• **Exercise details**: This exercise asks for a copy of each line in the records below with the word "StaticTokenTable" in it.

• **Source material**:
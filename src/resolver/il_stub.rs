use super::{
    eh_clause, string_literal_text, CodeInfo, CompileScratch, DynamicResolver, EhClause, JitContext,
    JitFlags, NativeCode, ResolverLifecycle, SecurityControlFlags, StringLiteralTable,
};
use crate::{
    chunk::ChunkAllocator,
    error::{MemoryError, Result, StateError},
    services::{
        ManagedToken, ManagedTokenTable, ObjectHandle, ReportRoots, RootVisitor, RuntimeServices,
        StaticTokenTable,
    },
    token::{MetadataToken, ResolvedToken, SigPointer},
    utils::{CodeAddr, MethodSlot},
};

/// Resolver for a runtime-generated stub.
///
/// Stubs are built by the runtime itself, so the bytecode and token table are
/// held in process and visibility checks are always skipped.
pub struct IlStubResolver {
    method: MethodSlot,
    tokens: StaticTokenTable,
    scratch: CompileScratch,
    strings: StringLiteralTable,
    native_code: Option<NativeCode>,
    code_blocks: Vec<CodeAddr>,
    services: RuntimeServices,
}

impl IlStubResolver {
    pub fn new(
        method: MethodSlot,
        tokens: StaticTokenTable,
        services: RuntimeServices,
        chunk_size: usize,
    ) -> Self {
        Self {
            method,
            tokens,
            scratch: CompileScratch::new(chunk_size),
            strings: StringLiteralTable::new(),
            native_code: None,
            code_blocks: Vec::new(),
            services,
        }
    }

    /// The stub's token table, for adding tokens while the stub is generated.
    pub fn tokens_mut(&mut self) -> &mut StaticTokenTable {
        &mut self.tokens
    }
}

impl DynamicResolver for IlStubResolver {
    fn free_compile_time_state(&mut self) {
        self.scratch.free();
    }

    fn get_jit_context(&self) -> Result<JitContext> {
        let mut context = self.tokens.jit_context();
        context.flags |= SecurityControlFlags::SKIP_VISIBILITY_CHECKS;
        Ok(context)
    }

    fn get_jit_meta_heap(&mut self) -> &mut ChunkAllocator {
        self.scratch.meta_heap()
    }

    fn requires_access_check(&self) -> bool {
        false
    }

    fn get_jit_flags(&self) -> JitFlags {
        JitFlags::DYNAMIC_METHOD | JitFlags::IL_STUB
    }

    fn get_code_info(&mut self) -> Result<CodeInfo> {
        let tokens = &self.tokens;
        self.scratch.code_info(|| tokens.code_info())
    }

    fn get_local_sig(&mut self) -> Result<SigPointer> {
        let tokens = &self.tokens;
        self.scratch.local_sig(|| tokens.code_info())
    }

    fn construct_string_literal(&mut self, token: MetadataToken) -> Result<ObjectHandle> {
        let text = string_literal_text(&self.tokens, token)?;
        self.get_or_intern_string(&text)
    }

    fn is_valid_string_ref(&self, token: MetadataToken) -> bool {
        matches!(self.tokens.lookup(token), Some(ManagedToken::String(_)))
    }

    fn get_string_literal(&self, token: MetadataToken) -> Result<String> {
        string_literal_text(&self.tokens, token)
    }

    fn get_or_intern_string(&mut self, text: &str) -> Result<ObjectHandle> {
        Ok(self
            .strings
            .get_or_intern(text, self.services.objects.as_ref())
            .ok_or(MemoryError::OutOfMemory)?)
    }

    fn resolve_token(&mut self, token: MetadataToken) -> Result<ResolvedToken> {
        self.scratch.resolve_token(&self.tokens, token)
    }

    fn resolve_signature(&mut self, token: MetadataToken) -> Result<SigPointer> {
        self.scratch.resolve_signature(&self.tokens, token, false)
    }

    fn resolve_signature_for_var_arg(&mut self, token: MetadataToken) -> Result<SigPointer> {
        self.scratch.resolve_signature(&self.tokens, token, true)
    }

    fn get_eh_info(&mut self, index: u32) -> Result<EhClause> {
        let tokens = &self.tokens;
        let info = self.scratch.code_info(|| tokens.code_info())?;
        eh_clause(tokens, &info, index)
    }

    fn get_dynamic_method(&self) -> MethodSlot {
        self.method
    }

    fn sig_bytes(&self, sig: &SigPointer) -> Option<&[u8]> {
        self.scratch.sig_bytes(sig)
    }
}

impl ResolverLifecycle for IlStubResolver {
    fn set_native_code(&mut self, code: NativeCode) {
        self.native_code = Some(code);
        self.code_blocks.push(code.addr);
    }

    fn native_code(&self) -> Result<NativeCode> {
        Ok(self.native_code.ok_or(StateError::NativeCodeNotReady)?)
    }

    fn code_heap_blocks(&self) -> &[CodeAddr] {
        &self.code_blocks
    }

    fn release_code_heap_blocks(&mut self) -> Vec<CodeAddr> {
        self.native_code = None;
        std::mem::take(&mut self.code_blocks)
    }

    fn scratch_pages_created(&self) -> u64 {
        self.scratch.pages_created()
    }

    fn destroy_resolver(&mut self) {
        self.free_compile_time_state();
        self.strings.release_all(self.services.objects.as_ref());
        tracing::debug!("stub {}: resolver destroyed", self.method);
    }
}

impl ReportRoots for IlStubResolver {
    fn enumerate_roots(&self, visitor: &mut dyn RootVisitor) {
        self.strings.enumerate_roots(visitor);
    }

    fn object_moved(&mut self, from: ObjectHandle, to: ObjectHandle) -> usize {
        self.strings.object_moved(from, to)
    }
}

• **Answer space**:
        StaticTokenTable,
    tokens: StaticTokenTable,
        tokens: StaticTokenTable,
    pub fn tokens_mut(&mut self) -> &mut StaticTokenTable {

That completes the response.